NEWS

Clinics cheat insurance funds

Many private clinics in Athens and Thessaloniki have been making illicit profits by charging patients’ insurance funds for bogus equipment and operations, according to recent checks by health inspectors. The most recent incident to come to light is that of a major life insurance firm being charged 5,200 euros for an operation carried out on a beneficiary, who accidentally stapled her hand. The woman is alleged to have been given a general anaesthetic and obliged to stay at the clinic overnight so that her insurance firm could be charged the maximum possible amount. The same clinic is alleged to have charged patients’ insurance funds for expensive medical tests and scans that were never performed.

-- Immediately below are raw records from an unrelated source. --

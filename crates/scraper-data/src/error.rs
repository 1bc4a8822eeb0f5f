//! 데이터 모듈 오류 타입.

use thiserror::Error;

/// 데이터 관련 오류.
#[derive(Debug, Error)]
pub enum DataError {
    /// 업스트림 요청 실패 (비-200 응답, 잘못된 URL, 전송/읽기 오류)
    #[error("Fetch error: {0}")]
    FetchError(String),

    /// 응답 본문 파싱 실패 (숫자 변환, 컬럼 수)
    #[error("Parse error: {0}")]
    ParseError(String),

    /// 저장소 쿼리 오류
    #[error("Storage error: {0}")]
    StorageError(String),

    /// 저장소 연결 오류
    #[error("Database connection error: {0}")]
    ConnectionError(String),

    /// 설정 오류
    #[error("Configuration error: {0}")]
    ConfigError(String),

    /// 직렬화/역직렬화 오류
    #[error("Serialization error: {0}")]
    SerializationError(String),
}

impl DataError {
    /// 요청 단위 실패 여부.
    pub fn is_fetch(&self) -> bool {
        matches!(self, Self::FetchError(_))
    }

    /// 행 단위 실패 여부.
    pub fn is_parse(&self) -> bool {
        matches!(self, Self::ParseError(_))
    }
}

impl From<reqwest::Error> for DataError {
    fn from(err: reqwest::Error) -> Self {
        DataError::FetchError(err.to_string())
    }
}

impl From<csv::Error> for DataError {
    fn from(err: csv::Error) -> Self {
        DataError::ParseError(err.to_string())
    }
}

impl From<sqlx::Error> for DataError {
    fn from(err: sqlx::Error) -> Self {
        match err {
            sqlx::Error::Database(db_err) => DataError::StorageError(db_err.message().to_string()),
            sqlx::Error::PoolTimedOut => {
                DataError::ConnectionError("connection pool timed out".to_string())
            }
            _ => DataError::StorageError(err.to_string()),
        }
    }
}

impl From<serde_json::Error> for DataError {
    fn from(err: serde_json::Error) -> Self {
        DataError::SerializationError(err.to_string())
    }
}

pub type Result<T> = std::result::Result<T, DataError>;
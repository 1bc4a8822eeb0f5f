//! 수집 실패 처리 정책.
//!
//! 요청 단위(HTTP 응답 코드, 전송 오류) 실패와 행 단위(숫자 변환, 컬럼 수)
//! 실패를 각각 어떻게 다룰지 수집기마다 주입받습니다.

use std::fmt;
use std::str::FromStr;

/// 단일 실패에 대한 처리 방식.
#[derive(Debug, Clone, Copy, PartialEq, Eq)]
pub enum OnFailure {
    /// 로그를 남기고 다음 항목으로 진행
    SkipAndLog,
    /// 호출자에게 오류를 전파
    Abort,
}

impl OnFailure {
    pub fn is_abort(self) -> bool {
        matches!(self, Self::Abort)
    }

    pub fn as_str(&self) -> &'static str {
        match self {
            Self::SkipAndLog => "skip",
            Self::Abort => "abort",
        }
    }
}

impl fmt::Display for OnFailure {
    fn fmt(&self, f: &mut fmt::Formatter<'_>) -> fmt::Result {
        f.write_str(self.as_str())
    }
}

impl FromStr for OnFailure {
    type Err = String;

    fn from_str(s: &str) -> Result<Self, Self::Err> {
        match s.to_lowercase().as_str() {
            "skip" | "skip_and_log" | "skip-and-log" => Ok(Self::SkipAndLog),
            "abort" => Ok(Self::Abort),
            _ => Err(format!("Unknown failure policy: {}", s)),
        }
    }
}

/// 수집기 하나에 적용되는 실패 정책 묶음.
#[derive(Debug, Clone, Copy, PartialEq, Eq)]
pub struct FailurePolicy {
    /// 요청 단위 실패 (응답 코드, 연결, 본문 읽기)
    pub request: OnFailure,
    /// 행 단위 실패 (파싱)
    pub row: OnFailure,
}

impl FailurePolicy {
    pub const fn new(request: OnFailure, row: OnFailure) -> Self {
        Self { request, row }
    }

    /// 회사 디렉터리 기본값: 모든 실패가 실행 전체를 중단합니다.
    ///
    /// 디렉터리는 가격 수집의 전제 조건이기 때문입니다.
    pub const fn company_default() -> Self {
        Self::new(OnFailure::Abort, OnFailure::Abort)
    }

    /// 가격 수집 기본값: 심볼 단위, 행 단위로 실패를 격리합니다.
    pub const fn price_default() -> Self {
        Self::new(OnFailure::SkipAndLog, OnFailure::SkipAndLog)
    }
}

#[cfg(test)]
mod tests {
    use super::*;

    #[test]
    fn test_on_failure_from_str() {
        assert_eq!("skip".parse::<OnFailure>().unwrap(), OnFailure::SkipAndLog);
        assert_eq!("SKIP-AND-LOG".parse::<OnFailure>().unwrap(), OnFailure::SkipAndLog);
        assert_eq!("abort".parse::<OnFailure>().unwrap(), OnFailure::Abort);
        assert!("retry".parse::<OnFailure>().is_err());
    }

    #[test]
    fn test_defaults() {
        assert!(FailurePolicy::company_default().request.is_abort());
        assert!(FailurePolicy::company_default().row.is_abort());
        assert!(!FailurePolicy::price_default().request.is_abort());
        assert!(!FailurePolicy::price_default().row.is_abort());
    }
}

In Thessaloniki, two leading private clinics are alleged to have been systematically claiming payment from insurance funds for stents that were actually never used. Stents are tubes commonly used in coronary and vascular surgery. According to inspectors, these clinics would submit claims for 9 to 12 stents per operation, when guidelines issued by the European Society of Cardiology cite a European Union average of 1.2 stents used per operation. The two clinics are alleged to have profited by between 18,000 and 20,000 euros per operation through this scam. Meanwhile, one branch of a chain of private clinics in the Athens district of Psychico is alleged to have been charging an insurance fund for an inordinately high number of pacemakers. In one year, 195 pacemakers are alleged to have been fitted by just one doctor, health inspectors noted in a 2006 study, remarking that even state hospitals with two cardiology clinics do not report such a high rate of pacemaker implantation.